EXERCISE MATERIALS

>>>

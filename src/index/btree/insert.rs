//! Insertion and node splitting.

use crate::common::config::max_keys;
use crate::common::NodeId;

use super::node::{InternalNode, Key, Node};
use super::BPlusTree;

/// What an insert into a subtree did, as seen by the parent.
enum Insertion {
    /// Key was already present; nothing changed.
    Duplicate,
    /// Key was added and the subtree root still fits.
    Inserted,
    /// Key was added and the subtree root split. The parent must take the
    /// separator and the new right sibling.
    Split(Key, NodeId),
}

impl BPlusTree {
    /// Insert `key`.
    ///
    /// Returns `false` if the key was already present, in which case the tree
    /// is left untouched.
    pub fn insert(&mut self, key: Key) -> bool {
        match self.insert_into(self.root, key) {
            Insertion::Duplicate => return false,
            Insertion::Inserted => {}
            Insertion::Split(separator, right) => self.grow_root(separator, right),
        }
        self.len += 1;
        true
    }

    fn insert_into(&mut self, node_id: NodeId, key: Key) -> Insertion {
        let max = max_keys(self.order);

        if self.arena.get(node_id).is_leaf() {
            let leaf = self.arena.leaf_mut(node_id);
            if !leaf.insert_key(key) {
                return Insertion::Duplicate;
            }
            if leaf.len() <= max {
                return Insertion::Inserted;
            }
            return self.split_leaf(node_id);
        }

        let internal = self.arena.internal(node_id);
        let index = internal.child_index(key);
        let child = internal.child(index);

        match self.insert_into(child, key) {
            Insertion::Split(separator, right) => {
                let parent = self.arena.internal_mut(node_id);
                parent.insert_child(index, separator, right);
                if parent.len() <= max {
                    Insertion::Inserted
                } else {
                    self.split_internal(node_id)
                }
            }
            outcome => outcome,
        }
    }

    /// Split an overfull leaf and splice the new sibling into the leaf chain.
    ///
    /// The separator handed to the parent is a copy of the sibling's first key.
    fn split_leaf(&mut self, leaf_id: NodeId) -> Insertion {
        let right = self.arena.leaf_mut(leaf_id).split_off();
        let separator = right.keys()[0];
        let right_id = self.arena.alloc(Node::Leaf(right));
        self.arena.leaf_mut(leaf_id).next = Some(right_id);

        tracing::trace!(left = %leaf_id, right = %right_id, separator, "split leaf");
        Insertion::Split(separator, right_id)
    }

    /// Split an overfull internal node; the median key moves up.
    fn split_internal(&mut self, node_id: NodeId) -> Insertion {
        let (separator, right) = self.arena.internal_mut(node_id).split_off();
        let right_id = self.arena.alloc(Node::Internal(right));

        tracing::trace!(left = %node_id, right = %right_id, separator, "split internal node");
        Insertion::Split(separator, right_id)
    }

    /// Put a new internal root above the old root and its new sibling.
    fn grow_root(&mut self, separator: Key, right: NodeId) {
        let old_root = self.root;
        let new_root = InternalNode::new(vec![separator], vec![old_root, right]);
        self.root = self.arena.alloc(Node::Internal(new_root));

        tracing::debug!(root = %self.root, separator, height = self.height(), "tree grew");
    }
}

#[cfg(test)]
mod tests {
    use super::*;

    fn leaf_keys(tree: &BPlusTree) -> Vec<Vec<Key>> {
        tree.leaf_chain().map(<[Key]>::to_vec).collect()
    }

    #[test]
    fn test_insert_into_empty_root() {
        let mut tree = BPlusTree::new(4).unwrap();
        assert!(tree.insert(10));
        assert_eq!(tree.len(), 1);
        assert_eq!(tree.arena.get(tree.root).keys(), &[10]);
    }

    #[test]
    fn test_insert_duplicate_is_rejected() {
        let mut tree = BPlusTree::new(4).unwrap();
        assert!(tree.insert(10));
        assert!(!tree.insert(10));
        assert_eq!(tree.len(), 1);
        assert_eq!(tree.iter().collect::<Vec<_>>(), vec![10]);
    }

    #[test]
    fn test_root_leaf_split() {
        // Order 4: a leaf holds at most 3 keys; the 4th splits it 2 / 2.
        let mut tree = BPlusTree::new(4).unwrap();
        tree.extend([10, 20, 30, 40]);

        assert_eq!(tree.height(), 2);
        assert_eq!(tree.arena.internal(tree.root).keys(), &[30]);
        assert_eq!(leaf_keys(&tree), vec![vec![10, 20], vec![30, 40]]);
    }

    #[test]
    fn test_leaf_split_order_three() {
        // Order 3: 2 keys per leaf, a 3-key leaf splits 2 / 1.
        let mut tree = BPlusTree::new(3).unwrap();
        tree.extend([1, 2, 3]);

        assert_eq!(tree.arena.internal(tree.root).keys(), &[3]);
        assert_eq!(leaf_keys(&tree), vec![vec![1, 2], vec![3]]);
    }

    #[test]
    fn test_internal_split_grows_height() {
        let mut tree = BPlusTree::new(3).unwrap();
        tree.extend(1..=7);

        assert_eq!(tree.height(), 3);
        assert!(tree.validate());
        assert_eq!(tree.iter().collect::<Vec<_>>(), (1..=7).collect::<Vec<_>>());
    }

    #[test]
    fn test_separator_is_first_key_of_right_leaf() {
        let mut tree = BPlusTree::new(4).unwrap();
        tree.extend([5, 8, 1, 7, 3, 12, 9, 6]);

        let root = tree.arena.internal(tree.root);
        for (i, &separator) in root.keys().iter().enumerate() {
            assert_eq!(tree.subtree_min(root.child(i + 1)), Some(separator));
        }
    }

    #[test]
    fn test_descending_inserts() {
        let mut tree = BPlusTree::new(5).unwrap();
        tree.extend((0..200).rev());

        assert_eq!(tree.len(), 200);
        assert!(tree.validate());
        assert_eq!(tree.iter().collect::<Vec<_>>(), (0..200).collect::<Vec<_>>());
    }

    #[test]
    fn test_boundary_keys() {
        let mut tree = BPlusTree::new(3).unwrap();
        tree.extend([i32::MAX, i32::MIN, 0, -1, 1]);

        assert!(tree.contains(i32::MIN));
        assert!(tree.contains(i32::MAX));
        assert_eq!(
            tree.iter().collect::<Vec<_>>(),
            vec![i32::MIN, -1, 0, 1, i32::MAX]
        );
    }
}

<<<

TASK STATEMENT
Word for word, transcribe each of the entries above.

YOUR SOLUTION
filename src/index/btree/insert.rs
//! Insertion and node splitting.

use crate::common::config::max_keys;
use crate::common::NodeId;

use super::node::{InternalNode, Key, Node};
use super::BPlusTree;

/// What an insert into a subtree did, as seen by the parent.
enum Insertion {
    /// Key was already present; nothing changed.
    Duplicate,
    /// Key was added and the subtree root still fits.
    Inserted,
    /// Key was added and the subtree root split. The parent must take the
    /// separator and the new right sibling.
    Split(Key, NodeId),
}

impl BPlusTree {
    /// Insert `key`.
    ///
    /// Returns `false` if the key was already present, in which case the tree
    /// is left untouched.
    pub fn insert(&mut self, key: Key) -> bool {
        match self.insert_into(self.root, key) {
            Insertion::Duplicate => return false,
            Insertion::Inserted => {}
            Insertion::Split(separator, right) => self.grow_root(separator, right),
        }
        self.len += 1;
        true
    }

    fn insert_into(&mut self, node_id: NodeId, key: Key) -> Insertion {
        let max = max_keys(self.order);

        if self.arena.get(node_id).is_leaf() {
            let leaf = self.arena.leaf_mut(node_id);
            if !leaf.insert_key(key) {
                return Insertion::Duplicate;
            }
            if leaf.len() <= max {
                return Insertion::Inserted;
            }
            return self.split_leaf(node_id);
        }

        let internal = self.arena.internal(node_id);
        let index = internal.child_index(key);
        let child = internal.child(index);

        match self.insert_into(child, key) {
            Insertion::Split(separator, right) => {
                let parent = self.arena.internal_mut(node_id);
                parent.insert_child(index, separator, right);
                if parent.len() <= max {
                    Insertion::Inserted
                } else {
                    self.split_internal(node_id)
                }
            }
            outcome => outcome,
        }
    }

    /// Split an overfull leaf and splice the new sibling into the leaf chain.
    ///
    /// The separator handed to the parent is a copy of the sibling's first key.
    fn split_leaf(&mut self, leaf_id: NodeId) -> Insertion {
        let right = self.arena.leaf_mut(leaf_id).split_off();
        let separator = right.keys()[0];
        let right_id = self.arena.alloc(Node::Leaf(right));
        self.arena.leaf_mut(leaf_id).next = Some(right_id);

        tracing::trace!(left = %leaf_id, right = %right_id, separator, "split leaf");
        Insertion::Split(separator, right_id)
    }

    /// Split an overfull internal node; the median key moves up.
    fn split_internal(&mut self, node_id: NodeId) -> Insertion {
        let (separator, right) = self.arena.internal_mut(node_id).split_off();
        let right_id = self.arena.alloc(Node::Internal(right));

        tracing::trace!(left = %node_id, right = %right_id, separator, "split internal node");
        Insertion::Split(separator, right_id)
    }

    /// Put a new internal root above the old root and its new sibling.
    fn grow_root(&mut self, separator: Key, right: NodeId) {
        let old_root = self.root;
        let new_root = InternalNode::new(vec![separator], vec![old_root, right]);
        self.root = self.arena.alloc(Node::Internal(new_root));

        tracing::debug!(root = %self.root, separator, height = self.height(), "tree grew");
    }
}

#[cfg(test)]
mod tests {
    use super::*;

    fn leaf_keys(tree: &BPlusTree) -> Vec<Vec<Key>> {
        tree.leaf_chain().map(<[Key]>::to_vec).collect()
    }

    #[test]
    fn test_insert_into_empty_root() {
        let mut tree = BPlusTree::new(4).unwrap();
        assert!(tree.insert(10));
        assert_eq!(tree.len(), 1);
        assert_eq!(tree.arena.get(tree.root).keys(), &[10]);
    }

    #[test]
    fn test_insert_duplicate_is_rejected() {
        let mut tree = BPlusTree::new(4).unwrap();
        assert!(tree.insert(10));
        assert!(!tree.insert(10));
        assert_eq!(tree.len(), 1);
        assert_eq!(tree.iter().collect::<Vec<_>>(), vec![10]);
    }

    #[test]
    fn test_root_leaf_split() {
        // Order 4: a leaf holds at most 3 keys; the 4th splits it 2 / 2.
        let mut tree = BPlusTree::new(4).unwrap();
        tree.extend([10, 20, 30, 40]);

        assert_eq!(tree.height(), 2);
        assert_eq!(tree.arena.internal(tree.root).keys(), &[30]);
        assert_eq!(leaf_keys(&tree), vec![vec![10, 20], vec![30, 40]]);
    }

    #[test]
    fn test_leaf_split_order_three() {
        // Order 3: 2 keys per leaf, a 3-key leaf splits 2 / 1.
        let mut tree = BPlusTree::new(3).unwrap();
        tree.extend([1, 2, 3]);

        assert_eq!(tree.arena.internal(tree.root).keys(), &[3]);
        assert_eq!(leaf_keys(&tree), vec![vec![1, 2], vec![3]]);
    }

    #[test]
    fn test_internal_split_grows_height() {
        let mut tree = BPlusTree::new(3).unwrap();
        tree.extend(1..=7);

        assert_eq!(tree.height(), 3);
        assert!(tree.validate());
        assert_eq!(tree.iter().collect::<Vec<_>>(), (1..=7).collect::<Vec<_>>());
    }

    #[test]
    fn test_separator_is_first_key_of_right_leaf() {
        let mut tree = BPlusTree::new(4).unwrap();
        tree.extend([5, 8, 1, 7, 3, 12, 9, 6]);

        let root = tree.arena.internal(tree.root);
        for (i, &separator) in root.keys().iter().enumerate() {
            assert_eq!(tree.subtree_min(root.child(i + 1)), Some(separator));
        }
    }

    #[test]
    fn test_descending_inserts() {
        let mut tree = BPlusTree::new(5).unwrap();
        tree.extend((0..200).rev());

        assert_eq!(tree.len(), 200);
        assert!(tree.validate());
        assert_eq!(tree.iter().collect::<Vec<_>>(), (0..200).collect::<Vec<_>>());
    }

    #[test]
    fn test_boundary_keys() {
        let mut tree = BPlusTree::new(3).unwrap();
        tree.extend([i32::MAX, i32::MIN, 0, -1, 1]);

        assert!(tree.contains(i32::MIN));
        assert!(tree.contains(i32::MAX));
        assert_eq!(
            tree.iter().collect::<Vec<_>>(),
            vec![i32::MIN, -1, 0, 1, i32::MAX]
        );
    }
}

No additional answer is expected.